Simon Rivard tenait adroitement les rênes d’un OCM réduit, donnant hâte de le voir diriger La bohème à l’Opéra de Montréal en mai prochain. Privé de plusieurs membres habituels, l’OCM a fourni un accompagnement solide et fiable, malgré des problèmes occasionnels d’intonation chez les premiers violons. La disposition de l’orchestre au fond de la scène ne permettant pas aux chanteurs et chanteuses de voir les gestes de Rivard, c’est la cheffe stagiaire Madeleine Krick, assise en bas de la scène côté cour, qui a vaillamment accompli la tâche ingrate de relayer ses gestes.

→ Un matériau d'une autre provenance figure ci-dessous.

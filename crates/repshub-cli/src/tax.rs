//! `tax` command handler.

use repshub_core::TaxEstimate;

pub(crate) fn run_tax(
    purchase_usd: f64,
    shipping_usd: f64,
    apply_franchise: bool,
    apply_fee: bool,
    ars_per_usd: f64,
) {
    let estimate = TaxEstimate::compute(
        purchase_usd,
        shipping_usd,
        apply_franchise,
        apply_fee,
        ars_per_usd,
    );
    println!("{:<18}${:.2}", "Total", estimate.total_usd);
    println!("{:<18}${:.2}", "Base imponible", estimate.taxable_base_usd);
    println!("{:<18}{} USD", "Impuestos", estimate.format_usd());
    println!("{:<18}{} ARS", "Impuestos", estimate.format_ars());
    println!("{}", estimate.franchise_status());
    println!("{}", estimate.summary());
    println!("Cotización: {:.2} ARS/USD", estimate.ars_per_usd);
}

Le programme a été repris le dimanche avec une distribution différente.
Cocktail bénéfice
L’Institut canadien d’art vocal et sa direction bicéphale menée par le couple Étienne Dupuis–Nicole Car lance déjà une invitation à son cocktal bénéfice soulignant les vingt ans de l’organisme. Lors de cette soirée prévue le 16 septembre prochain, également au salon Richmond, le public aura l’occasion d’entendre les prestations du violoncelliste Stéphane Tétreault, du ténor Frédéric Antoun et de la mezzo-soprano Klara Martel-Laroche.